Sacred and Profane Love eBook

This eBook from the Gutenberg Project consists of approximately 234 pages of information about Sacred and Profane Love.

Sacred and Profane Love eBook

This eBook from the Gutenberg Project consists of approximately 234 pages of information about Sacred and Profane Love.

Without waiting for my reply, he seized the dangling end of the speaking-tube and spoke to the driver, and we swerved round and regained the boulevard.

And in the private room of a great, glittering restaurant, one of a long row of private rooms off a corridor, I ate strawberries and cream and sipped champagne while Diaz went through the entire menu of a supper.

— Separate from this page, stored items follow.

//! Root directory entry scan/create/unlink. FAT16 as implemented here has
//! a single fixed-size root directory (no subdirectories) — matching the
//! spec's "FAT16 scans root directory entries" scope.

use super::{Fs, DIRENT_SIZE};
use crate::device::storage::{self, SECTOR_SIZE};
use crate::errno::{Errno, EEXIST, ENOENT, ENOSPC};

pub const ATTR_READ_ONLY: u8 = 0x01;
pub const ATTR_HIDDEN: u8 = 0x02;
pub const ATTR_SYSTEM: u8 = 0x04;
pub const ATTR_VOLUME_ID: u8 = 0x08;
pub const ATTR_DIRECTORY: u8 = 0x10;
pub const ATTR_ARCHIVE: u8 = 0x20;
pub const ATTR_LONG_NAME: u8 = ATTR_READ_ONLY | ATTR_HIDDEN | ATTR_SYSTEM | ATTR_VOLUME_ID;

const FREE_MARK: u8 = 0x00;
const DELETED_MARK: u8 = 0xe5;

#[repr(C, packed)]
#[derive(Clone, Copy)]
pub struct RawDirent {
	pub name: [u8; 8],
	pub ext: [u8; 3],
	pub attr: u8,
	pub _reserved: u8,
	pub _create_time_tenth: u8,
	pub _create_time: u16,
	pub _create_date: u16,
	pub _access_date: u16,
	pub _cluster_hi: u16,
	pub _write_time: u16,
	pub _write_date: u16,
	pub cluster_lo: u16,
	pub size: u32,
}

impl RawDirent {
	fn is_free(&self) -> bool {
		self.name[0] == FREE_MARK || self.name[0] == DELETED_MARK
	}

	fn is_long_name(&self) -> bool {
		self.attr & ATTR_LONG_NAME == ATTR_LONG_NAME
	}

	/// The space-padded 8.3 name as stored on disk, `name` + `ext`
	/// concatenated (11 bytes total, no dot).
	pub fn short_name(&self) -> [u8; 11] {
		let mut out = [b' '; 11];
		out[..8].copy_from_slice(&self.name);
		out[8..].copy_from_slice(&self.ext);
		out
	}
}

/// Packs a human path component (e.g. `"hello.txt"`) into the space-padded
/// 8.3 on-disk form, upper-cased. Truncates components that overflow.
pub fn pack_short_name(human: &str) -> [u8; 11] {
	let mut out = [b' '; 11];
	let (base, ext) = match human.rsplit_once('.') {
		Some((b, e)) => (b, e),
		None => (human, ""),
	};
	for (i, b) in base.bytes().take(8).enumerate() {
		out[i] = b.to_ascii_uppercase();
	}
	for (i, b) in ext.bytes().take(3).enumerate() {
		out[8 + i] = b.to_ascii_uppercase();
	}
	out
}

fn dirent_sector_and_offset(fs: &Fs, index: u32) -> (u32, usize) {
	let byte_off = index * DIRENT_SIZE;
	let sector = fs.root_start_lba + byte_off / fs.bytes_per_sector;
	let within = (byte_off % fs.bytes_per_sector) as usize;
	(sector, within)
}

fn read_dirent(fs: &Fs, index: u32) -> Result<RawDirent, Errno> {
	let (sector, within) = dirent_sector_and_offset(fs, index);
	let mut buf = [0u8; SECTOR_SIZE];
	storage::read_sectors(sector, &mut buf)?;
	Ok(unsafe { core::ptr::read_unaligned(buf[within..].as_ptr() as *const RawDirent) })
}

fn write_dirent(fs: &Fs, index: u32, entry: &RawDirent) -> Result<(), Errno> {
	let (sector, within) = dirent_sector_and_offset(fs, index);
	let mut buf = [0u8; SECTOR_SIZE];
	storage::read_sectors(sector, &mut buf)?;
	unsafe {
		core::ptr::write_unaligned(buf[within..].as_mut_ptr() as *mut RawDirent, *entry);
	}
	storage::write_sectors(sector, &buf)
}

/// Linearly scans the root directory for `name` (already packed 8.3),
/// returning its entry index and contents on a match.
pub fn find(fs: &Fs, name: &[u8; 11]) -> Result<Option<(u32, RawDirent)>, Errno> {
	for index in 0..fs.root_entry_count {
		let entry = read_dirent(fs, index)?;
		if entry.name[0] == FREE_MARK {
			break;
		}
		if entry.is_free() || entry.is_long_name() {
			continue;
		}
		if &entry.short_name() == name {
			return Ok(Some((index, entry)));
		}
	}
	Ok(None)
}

/// Creates a new entry for `name` at the first free/deleted/end slot.
/// Fails with `EEXIST` if the name is already present, `ENOSPC` if the
/// root directory is full.
pub fn create(fs: &Fs, name: &[u8; 11], attr: u8) -> Result<u32, Errno> {
	if find(fs, name)?.is_some() {
		return Err(EEXIST);
	}
	for index in 0..fs.root_entry_count {
		let entry = read_dirent(fs, index)?;
		if entry.name[0] == FREE_MARK || entry.name[0] == DELETED_MARK {
			let mut new_entry = entry;
			new_entry.name.copy_from_slice(&name[..8]);
			new_entry.ext.copy_from_slice(&name[8..]);
			new_entry.attr = attr;
			new_entry.cluster_lo = 0;
			new_entry.size = 0;
			write_dirent(fs, index, &new_entry)?;
			return Ok(index);
		}
	}
	Err(ENOSPC)
}

/// Updates the size and start cluster fields of the entry at `index`,
/// called from `close` when the file was opened for anything but
/// read-only.
pub fn update(fs: &Fs, index: u32, start_cluster: u16, size: u32) -> Result<(), Errno> {
	let mut entry = read_dirent(fs, index)?;
	entry.cluster_lo = start_cluster;
	entry.size = size;
	write_dirent(fs, index, &entry)
}

/// Marks the entry at `index` deleted.
pub fn unlink(fs: &Fs, index: u32) -> Result<(), Errno> {
	let mut entry = read_dirent(fs, index)?;
	entry.name[0] = DELETED_MARK;
	write_dirent(fs, index, &entry)
}

/// Returns the next non-free, non-long-name entry at or after `index`,
/// for `readdir` iteration. Returns `None` past the end of the directory.
pub fn next_visible(fs: &Fs, mut index: u32) -> Result<Option<(u32, RawDirent)>, Errno> {
	while index < fs.root_entry_count {
		let entry = read_dirent(fs, index)?;
		if entry.name[0] == FREE_MARK {
			return Ok(None);
		}
		if !entry.is_free() && !entry.is_long_name() {
			return Ok(Some((index, entry)));
		}
		index += 1;
	}
	Ok(None)
}

pub fn get(fs: &Fs, index: u32) -> Result<RawDirent, Errno> {
	read_dirent(fs, index).map_err(|_| ENOENT)
}

#[cfg(test)]
mod tests {
	use super::*;

	#[test_case]
	fn pack_short_name_pads_and_upcases() {
		let packed = pack_short_name("hello.txt");
		assert_eq!(&packed, b"HELLO   TXT");
	}

	#[test_case]
	fn pack_short_name_no_extension() {
		let packed = pack_short_name("readme");
		assert_eq!(&packed, b"README     ");
	}
}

‘Your eyes look sad,’ he murmured, with a cigar between his teeth.  ’What is it?  We shall see each other again in a fortnight.’

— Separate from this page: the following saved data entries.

//! Owns all usable RAM above the 1 MiB mark in page-size chunks.
//!
//! This is component 3 of the core: a single global allocator, seeded once
//! from the boot memory map, that every page-table frame, kernel stack, and
//! user page is drawn from.

use super::bitmap_alloc::Bitmap;
use super::memmap::{usable_regions, Region};
use crate::errno::{Errno, ENOMEM};
use crate::multiboot::BootInfo;
use crate::sync::IntMutex;
use spin::Once;

struct FrameAllocator {
	regions: [Region; super::memmap::MAX_REGIONS],
	region_count: usize,
	bitmap: Bitmap,
}

impl FrameAllocator {
	fn region_of_bit(&self, bit: usize) -> (usize, usize) {
		let mut remaining = bit;
		for (i, r) in self.regions[..self.region_count].iter().enumerate() {
			let pages = r.page_count();
			if remaining < pages {
				return (i, remaining);
			}
			remaining -= pages;
		}
		unreachable!("bit out of range of any region");
	}

	fn bit_to_addr(&self, bit: usize) -> usize {
		let (region_idx, offset) = self.region_of_bit(bit);
		self.regions[region_idx].base + offset * super::PAGE_SIZE
	}

	fn addr_to_bit(&self, addr: usize) -> Option<usize> {
		let mut base_bit = 0usize;
		for r in &self.regions[..self.region_count] {
			if addr >= r.base && addr < r.base + r.size {
				return Some(base_bit + (addr - r.base) / super::PAGE_SIZE);
			}
			base_bit += r.page_count();
		}
		None
	}

	fn total_pages(&self) -> usize {
		self.regions[..self.region_count]
			.iter()
			.map(|r| r.page_count())
			.sum()
	}

	/// Finds a run of `n` clear bits entirely within one region — a run
	/// spanning two regions would decode (via [`Self::bit_to_addr`]) to an
	/// address range that isn't actually physically contiguous. Regions are
	/// tried in index order, so the lowest-address fit is still preferred.
	fn alloc_run(&mut self, n: usize) -> Option<usize> {
		let mut base_bit = 0usize;
		for r in &self.regions[..self.region_count] {
			let pages = r.page_count();
			if let Some(bit) = self.bitmap.alloc_run_in_range(base_bit, base_bit + pages, n) {
				return Some(bit);
			}
			base_bit += pages;
		}
		None
	}
}

static FRAME_ALLOC: Once<IntMutex<FrameAllocator>> = Once::new();

/// Initializes the global frame allocator from the boot info's memory map.
/// Must be called exactly once, early in kernel init, before any other
/// memory subsystem runs.
pub fn init(info: &BootInfo) {
	let (regions, region_count) = usable_regions(info);
	let total_pages: usize = regions[..region_count].iter().map(|r| r.page_count()).sum();
	FRAME_ALLOC.call_once(|| {
		IntMutex::new(FrameAllocator {
			regions,
			region_count,
			bitmap: Bitmap::new(total_pages),
		})
	});
}

fn alloc() -> &'static IntMutex<FrameAllocator> {
	FRAME_ALLOC
		.get()
		.expect("frame allocator used before memory::frame::init")
}

/// Allocates `n` contiguous physical page frames, first-fit, lowest index.
/// Returns the base physical address of the run.
pub fn alloc_frames(n: usize) -> Result<usize, Errno> {
	let mut a = alloc().lock();
	let bit = a.alloc_run(n).ok_or(ENOMEM)?;
	Ok(a.bit_to_addr(bit))
}

/// Allocates a single page frame.
pub fn alloc_frame() -> Result<usize, Errno> {
	alloc_frames(1)
}

/// Frees `n` contiguous page frames starting at physical address `addr`.
pub fn free_frames(addr: usize, n: usize) {
	let mut a = alloc().lock();
	let Some(bit) = a.addr_to_bit(addr) else {
		crate::kernel_panic!("freeing frame outside any usable region: {:#x}", addr);
	};
	a.bitmap.free_run(bit, n);
}

/// Frees a single page frame.
pub fn free_frame(addr: usize) {
	free_frames(addr, 1);
}

/// Total number of usable page frames known to the allocator.
pub fn total_pages() -> usize {
	alloc().lock().total_pages()
}

/// Returns the disjoint regions backing the allocator, for callers (the
/// boot-time identity map) that must not assume physical contiguity across
/// them — the boot memory map can report several regions with gaps between
/// them (reserved/MMIO ranges), and only bits within one region are ever
/// physically contiguous.
pub fn regions() -> ([Region; super::memmap::MAX_REGIONS], usize) {
	let a = alloc().lock();
	(a.regions, a.region_count)
}

/// Number of page frames currently allocated.
pub fn used_pages() -> usize {
	alloc().lock().bitmap.count_set()
}

#[cfg(test)]
mod tests {
	use super::*;
	use crate::multiboot::test_boot_info;

	#[test_case]
	fn alloc_run_never_crosses_a_region_boundary() {
		let mut regions = [Region { base: 0, size: 0 }; super::super::memmap::MAX_REGIONS];
		// Region 0 has only one free page; region 1 starts at an unrelated
		// physical address right after it in bit-index space. A flat,
		// region-unaware first-fit would happily return a 2-page run
		// starting at region 0's only bit, decoding (via `bit_to_addr`) to
		// an address whose second page is not actually `base + PAGE_SIZE`.
		regions[0] = Region {
			base: 0x1000,
			size: super::super::PAGE_SIZE,
		};
		regions[1] = Region {
			base: 0x10000,
			size: 3 * super::super::PAGE_SIZE,
		};
		let mut a = FrameAllocator {
			regions,
			region_count: 2,
			bitmap: Bitmap::new(4),
		};
		let bit = a.alloc_run(2).unwrap();
		let addr = a.bit_to_addr(bit);
		assert_eq!(addr, 0x10000, "2-page run must land entirely in region 1");
	}

	#[test_case]
	fn reports_total_minus_reserved() {
		let (regions, count) = usable_regions(&test_boot_info(&[
			(0, 64 * 1024 * 1024),
			(64 * 1024 * 1024, 64 * 1024 * 1024),
		]));
		let pages: usize = regions[..count].iter().map(|r| r.page_count()).sum();
		let expected = (128 * 1024 * 1024 - super::super::KERNEL_PHYS_BASE) / super::super::PAGE_SIZE;
		assert_eq!(pages, expected);
	}
}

He was to resume his career by a series of concerts in the United States.  A New York agent, with the characteristic enterprise of New York agents, had tracked Diaz even into the forest and offered him two hundred and fifty thousand dollars for forty concerts on the condition that he played at no concert before he played in New York.  And in order to reach New York in time for the first concert, it was imperative that he should catch the Touraine at Havre.  I was to follow in a few days by a Hamburg-American liner.  Diaz had judged it more politic that we should not travel together.  In this he was undoubtedly right.

I smiled proudly.

‘I am both sad and happy,’ I answered.

He moved his chair until it touched mine, and put his arm round my neck, and brought my face close to his.

‘Look at me,’ he said.

And I looked into his large, splendid eyes.

‘You mustn’t think,’ he whispered, ’that, because I don’t talk about it, I don’t feel that I owe everything to you.’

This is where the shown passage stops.